American mathematician

Allen Edward Hatcher (born October 23, 1944) is an American mathematician specializing in geometric topology.

==Biography==
Hatcher was born in Indianapolis, Indiana. After obtaining his B.A. and B.Mus. from Oberlin College in 1966, he went for his graduate studies to Stanford University, where he received his Ph.D. in 1971. His thesis, A K_{2} Obstruction for Pseudo-Isotopies, was written under the supervision of Hans Samelson.

Afterwards, Hatcher went to Princeton University, where he was an NSF postdoc for a year, then a lecturer for another year, and then Assistant Professor from 1973 to 1979. He was also a member of the Institute for Advanced Study in 1975–76 and 1979–80. Hatcher moved to the University of California, Los Angeles as an assistant professor in 1977. From 1983 he has been a professor at Cornell University; he is now a professor emeritus.

In 1978 Hatcher was an invited speaker at the International Congress of Mathematicians in Helsinki.

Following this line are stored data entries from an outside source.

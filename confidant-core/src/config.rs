//! Configuration types for the companion

use serde::{Deserialize, Serialize};
use std::path::{Path, PathBuf};
use std::time::Duration;

use figment::{
    Figment,
    providers::{Env, Format, Serialized, Toml},
};

use crate::error::{ConfidantError, Result};

/// File name searched in the working directory and the user config dir
pub const CONFIG_FILE_NAME: &str = "confidant.toml";

/// Main configuration
#[derive(Debug, Clone, Serialize, Deserialize, Default)]
#[serde(default)]
pub struct ConfidantConfig {
    /// Language-model configuration
    pub llm: LlmConfig,

    /// Long-term memory store configuration
    pub memory: MemoryConfig,

    /// Persona configuration
    pub persona: PersonaConfig,

    /// HTTP server configuration
    pub server: ServerConfig,
}

/// Language-model provider configuration
#[derive(Debug, Clone, Serialize, Deserialize)]
#[serde(default)]
pub struct LlmConfig {
    /// Provider type
    pub provider: LlmProviderKind,

    /// Model name
    pub model: String,

    /// API key (prefer the GEMINI_API_KEY env var)
    #[serde(skip_serializing_if = "Option::is_none")]
    pub api_key: Option<String>,

    /// Base URL override
    #[serde(skip_serializing_if = "Option::is_none")]
    pub base_url: Option<String>,

    /// Temperature for generation (0.0-2.0)
    pub temperature: f32,

    /// Maximum tokens to generate
    pub max_tokens: usize,
}

impl Default for LlmConfig {
    fn default() -> Self {
        Self {
            provider: LlmProviderKind::Gemini,
            model: crate::llm::providers::gemini::DEFAULT_GEMINI_MODEL.to_string(),
            api_key: None,
            base_url: None,
            temperature: 0.7,
            max_tokens: 1024,
        }
    }
}

/// LLM provider type
#[derive(Debug, Clone, Copy, PartialEq, Eq, Serialize, Deserialize)]
#[serde(rename_all = "lowercase")]
pub enum LlmProviderKind {
    /// Hosted Gemini model
    Gemini,
    /// Offline canned replies
    Scripted,
}

/// Memory store configuration
#[derive(Debug, Clone, Serialize, Deserialize)]
#[serde(default)]
pub struct MemoryConfig {
    /// Disable to run every session in temporary mode
    pub enabled: bool,

    /// Store backend
    pub mode: MemoryMode,

    /// Request timeout for remote stores
    #[serde(with = "humantime_serde")]
    pub timeout: Duration,
}

impl Default for MemoryConfig {
    fn default() -> Self {
        Self {
            enabled: true,
            mode: MemoryMode::Http {
                base_url: "http://localhost:8000".to_string(),
                api_key: None,
            },
            timeout: Duration::from_secs(30),
        }
    }
}

/// Memory backend mode
#[derive(Debug, Clone, PartialEq, Eq, Serialize, Deserialize)]
#[serde(tag = "type", rename_all = "lowercase")]
pub enum MemoryMode {
    /// mem0-style REST memory service
    Http {
        /// Service URL
        base_url: String,
        /// Optional API key
        #[serde(default, skip_serializing_if = "Option::is_none")]
        api_key: Option<String>,
    },

    /// Process-local store, lost on exit
    InMemory,
}

/// Persona configuration
#[derive(Debug, Clone, Serialize, Deserialize)]
#[serde(default)]
pub struct PersonaConfig {
    /// Display name of the companion
    pub name: String,

    /// File whose contents replace the built-in persona text
    #[serde(skip_serializing_if = "Option::is_none")]
    pub prompt_file: Option<PathBuf>,
}

impl Default for PersonaConfig {
    fn default() -> Self {
        Self {
            name: crate::persona::DEFAULT_PERSONA_NAME.to_string(),
            prompt_file: None,
        }
    }
}

/// HTTP server configuration
#[derive(Debug, Clone, Serialize, Deserialize)]
#[serde(default)]
pub struct ServerConfig {
    /// Socket address to listen on
    pub bind: String,

    /// Allowed CORS origins; empty or `"*"` allows any origin
    pub cors_origins: Vec<String>,
}

impl Default for ServerConfig {
    fn default() -> Self {
        Self {
            bind: "127.0.0.1:3000".to_string(),
            cors_origins: Vec::new(),
        }
    }
}

impl ConfidantConfig {
    /// Load configuration from files and environment variables.
    ///
    /// Loads in this order, later sources winning:
    /// 1. Default configuration
    /// 2. `confidant.toml` in the user config directory
    /// 3. `confidant.toml` in the working directory
    /// 4. The file named by `CONFIDANT_CONFIG_PATH`, or `explicit_path`
    /// 5. `CONFIDANT_`-prefixed environment variables (`__` separates sections)
    ///
    /// # Errors
    ///
    /// Returns an error if a configuration file is invalid or the merged
    /// configuration fails validation.
    pub fn load(explicit_path: Option<&Path>) -> Result<Self> {
        let mut figment = Figment::from(Serialized::defaults(ConfidantConfig::default()));

        if let Some(dir) = dirs::config_dir() {
            figment = figment.merge(Toml::file(dir.join("confidant").join(CONFIG_FILE_NAME)));
        }

        figment = figment.merge(Toml::file(CONFIG_FILE_NAME));

        if let Ok(path) = std::env::var("CONFIDANT_CONFIG_PATH") {
            figment = figment.merge(Toml::file(path));
        }

        if let Some(path) = explicit_path {
            if !path.exists() {
                return Err(ConfidantError::Configuration(format!(
                    "Configuration file not found: {}",
                    path.display()
                )));
            }
            figment = figment.merge(Toml::file(path));
        }

        figment = figment.merge(Env::prefixed("CONFIDANT_").split("__"));

        Self::from_figment(figment)
    }

    /// Load configuration from a specific file path, without env overrides.
    pub fn from_file(path: impl AsRef<Path>) -> Result<Self> {
        Self::from_figment(
            Figment::from(Serialized::defaults(ConfidantConfig::default()))
                .merge(Toml::file(path.as_ref())),
        )
    }

    /// Extract and validate from an already-assembled figment
    pub fn from_figment(figment: Figment) -> Result<Self> {
        let config: ConfidantConfig = figment.extract().map_err(|e| {
            ConfidantError::Configuration(format!("Failed to load configuration: {}", e))
        })?;

        config.validate()?;
        Ok(config)
    }

    /// Validate the configuration.
    ///
    /// # Errors
    ///
    /// Returns an error if the configuration is invalid.
    pub fn validate(&self) -> Result<()> {
        if !(0.0..=2.0).contains(&self.llm.temperature) {
            return Err(ConfidantError::Configuration(format!(
                "llm.temperature must be within 0.0..=2.0, got {}",
                self.llm.temperature
            )));
        }

        if self.llm.max_tokens == 0 {
            return Err(ConfidantError::Configuration(
                "llm.max_tokens must be greater than zero".to_string(),
            ));
        }

        if self.persona.name.trim().is_empty() {
            return Err(ConfidantError::Configuration(
                "persona.name must not be empty".to_string(),
            ));
        }

        if let MemoryMode::Http { base_url, .. } = &self.memory.mode {
            if base_url.trim().is_empty() {
                return Err(ConfidantError::Configuration(
                    "memory.mode.base_url must not be empty".to_string(),
                ));
            }
        }

        Ok(())
    }
}

#[cfg(test)]
mod tests {
    use super::*;
    use std::io::Write;

    fn figment_with(toml: &str) -> Figment {
        Figment::from(Serialized::defaults(ConfidantConfig::default())).merge(Toml::string(toml))
    }

    #[test]
    fn test_defaults_are_valid() {
        let config = ConfidantConfig::default();
        assert!(config.validate().is_ok());
        assert_eq!(config.llm.provider, LlmProviderKind::Gemini);
        assert!(config.memory.enabled);
        assert_eq!(config.memory.timeout, Duration::from_secs(30));
    }

    #[test]
    fn test_partial_toml_keeps_defaults() {
        let config = ConfidantConfig::from_figment(figment_with(
            r#"
            [llm]
            provider = "scripted"

            [memory]
            timeout = "5s"
            mode = { type = "inmemory" }
            "#,
        ))
        .unwrap();

        assert_eq!(config.llm.provider, LlmProviderKind::Scripted);
        assert_eq!(config.llm.max_tokens, 1024);
        assert_eq!(config.memory.mode, MemoryMode::InMemory);
        assert_eq!(config.memory.timeout, Duration::from_secs(5));
        assert_eq!(config.server.bind, "127.0.0.1:3000");
    }

    #[test]
    fn test_http_memory_mode() {
        let config = ConfidantConfig::from_figment(figment_with(
            r#"
            [memory.mode]
            type = "http"
            base_url = "http://memory.local:9000"
            api_key = "m-key"
            "#,
        ))
        .unwrap();

        assert_eq!(
            config.memory.mode,
            MemoryMode::Http {
                base_url: "http://memory.local:9000".to_string(),
                api_key: Some("m-key".to_string()),
            }
        );
    }

    #[test]
    fn test_invalid_temperature_rejected() {
        let result = ConfidantConfig::from_figment(figment_with("[llm]\ntemperature = 3.5\n"));
        assert!(matches!(result, Err(ConfidantError::Configuration(_))));
    }

    #[test]
    fn test_empty_persona_name_rejected() {
        let result = ConfidantConfig::from_figment(figment_with("[persona]\nname = \"  \"\n"));
        assert!(result.is_err());
    }

    #[test]
    fn test_from_file() {
        let mut file = tempfile::NamedTempFile::new().unwrap();
        writeln!(file, "[persona]\nname = \"Mira\"\n\n[server]\nbind = \"0.0.0.0:8080\"").unwrap();

        let config = ConfidantConfig::from_file(file.path()).unwrap();
        assert_eq!(config.persona.name, "Mira");
        assert_eq!(config.server.bind, "0.0.0.0:8080");
    }

    #[test]
    fn test_missing_explicit_path() {
        let result = ConfidantConfig::load(Some(Path::new("/definitely/not/here.toml")));
        assert!(result.is_err());
    }
}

In 1983 Hatcher proved the Smale conjecture, named after Stephen Smale.

==Selected publications==

===Papers===
- Allen Hatcher and William Thurston, A presentation for the mapping class group of a closed orientable surface, Topology 19 (1980), no. 3, 221–237.
- Allen Hatcher, On the boundary curves of incompressible surfaces, Pacific Journal of Mathematics 99 (1982), no. 2, 373–377.
- William Floyd and Allen Hatcher, Incompressible surfaces in punctured-torus bundles, Topology and its Applications 13 (1982), no. 3, 263–282.
- Allen Hatcher and William Thurston, Incompressible surfaces in 2-bridge knot complements, Inventiones Mathematicae 79 (1985), no. 2, 225–246.
- Allen Hatcher, A proof of the Smale conjecture, $\mathrm{Diff}(S^{3})\simeq {\mathrm O}(4)$, Annals of Mathematics (2) 117 (1983), no. 3, 553–607.

===Books===
- Hatcher, Allen (2002). "Algebraic topology"
- Hatcher, Allen. "Vector Bundles and K-Theory"
- Hatcher, Allen. "Spectral Sequences in Algebraic Topology"
- Hatcher, Allen. "Basic Topology of 3-Manifolds"
- Hatcher, Allen. "Topology of Numbers"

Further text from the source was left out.